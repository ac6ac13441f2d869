use config::{Config, ConfigBuilder, ConfigError, Environment, builder::DefaultState};
use serde::Deserialize;
use std::fmt;
use std::time::Duration;

pub const DEFAULT_MP_API_BASE_URL: &str = "https://api.mercadopago.com";

#[derive(Clone, Deserialize)]
pub struct Settings {
    pub mp_access_token: String,
    pub mp_api_base_url: String,
    pub app_base_url: String,
    pub host: String,
    pub port: u16,
    pub gateway_timeout_secs: u64,
    pub campaign_reference: String,
    pub campaign_description: String,
    pub athlete_name: String,
    pub donation_totals_enabled: bool,
    pub school_name: Option<String>,
    pub school_url: Option<String>,
    pub contact_whatsapp_url: Option<String>,
    pub contact_instagram_url: Option<String>,
    pub contact_email: Option<String>,
}

impl Settings {
    /// Reads `.env` (when present) and the process environment.
    pub fn from_env() -> Result<Self, ConfigError> {
        dotenv::dotenv().ok();

        Self::build(
            Self::defaults()?.add_source(Environment::default().try_parsing(true)),
        )
    }

    pub fn defaults() -> Result<ConfigBuilder<DefaultState>, ConfigError> {
        Config::builder()
            .set_default("mp_api_base_url", DEFAULT_MP_API_BASE_URL)?
            .set_default("app_base_url", "http://localhost:3000")?
            .set_default("host", "127.0.0.1")?
            .set_default("port", 3000)?
            .set_default("gateway_timeout_secs", 15)?
            .set_default("campaign_reference", "doacao-atleta-123")?
            .set_default("campaign_description", "Doação para a campanha do atleta")?
            .set_default("athlete_name", "Denner")?
            .set_default("donation_totals_enabled", false)
    }

    pub fn build(builder: ConfigBuilder<DefaultState>) -> Result<Self, ConfigError> {
        let settings: Settings = builder.build()?.try_deserialize()?;

        if settings.mp_access_token.trim().is_empty() {
            return Err(ConfigError::Message("MP_ACCESS_TOKEN must not be empty".to_string()));
        }

        Ok(Settings {
            mp_api_base_url: settings.mp_api_base_url.trim_end_matches('/').to_string(),
            app_base_url: settings.app_base_url.trim_end_matches('/').to_string(),
            school_name: non_blank(settings.school_name),
            school_url: non_blank(settings.school_url),
            contact_whatsapp_url: non_blank(settings.contact_whatsapp_url),
            contact_instagram_url: non_blank(settings.contact_instagram_url),
            contact_email: non_blank(settings.contact_email),
            ..settings
        })
    }

    pub fn has_contacts(&self) -> bool {
        self.contact_whatsapp_url.is_some()
            || self.contact_instagram_url.is_some()
            || self.contact_email.is_some()
    }

    pub fn bind_address(&self) -> (String, u16) {
        (self.host.clone(), self.port)
    }

    pub fn gateway_timeout(&self) -> Duration {
        Duration::from_secs(self.gateway_timeout_secs)
    }

    pub fn back_url(&self, page: &str) -> String {
        format!("{}/{}", self.app_base_url, page)
    }
}

impl fmt::Debug for Settings {
    fn fmt(&self, f: &mut fmt::Formatter<'_>) -> fmt::Result {
        f.debug_struct("Settings")
            .field("mp_access_token", &"<redacted>")
            .field("mp_api_base_url", &self.mp_api_base_url)
            .field("app_base_url", &self.app_base_url)
            .field("host", &self.host)
            .field("port", &self.port)
            .field("gateway_timeout_secs", &self.gateway_timeout_secs)
            .field("campaign_reference", &self.campaign_reference)
            .field("campaign_description", &self.campaign_description)
            .field("athlete_name", &self.athlete_name)
            .field("donation_totals_enabled", &self.donation_totals_enabled)
            .field("school_name", &self.school_name)
            .field("school_url", &self.school_url)
            .field("contact_whatsapp_url", &self.contact_whatsapp_url)
            .field("contact_instagram_url", &self.contact_instagram_url)
            .field("contact_email", &self.contact_email)
            .finish()
    }
}

/// `KEY=` in `.env` means "not set".
fn non_blank(value: Option<String>) -> Option<String> {
    value
        .map(|v| v.trim().to_string())
        .filter(|v| !v.is_empty())
}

● ● ● ● ●

TASK BRIEF: Where the string "value" appears in a line of the entries above, return that line.

RESULT BELOW:
fn non_blank(value: Option<String>) -> Option<String> {
    value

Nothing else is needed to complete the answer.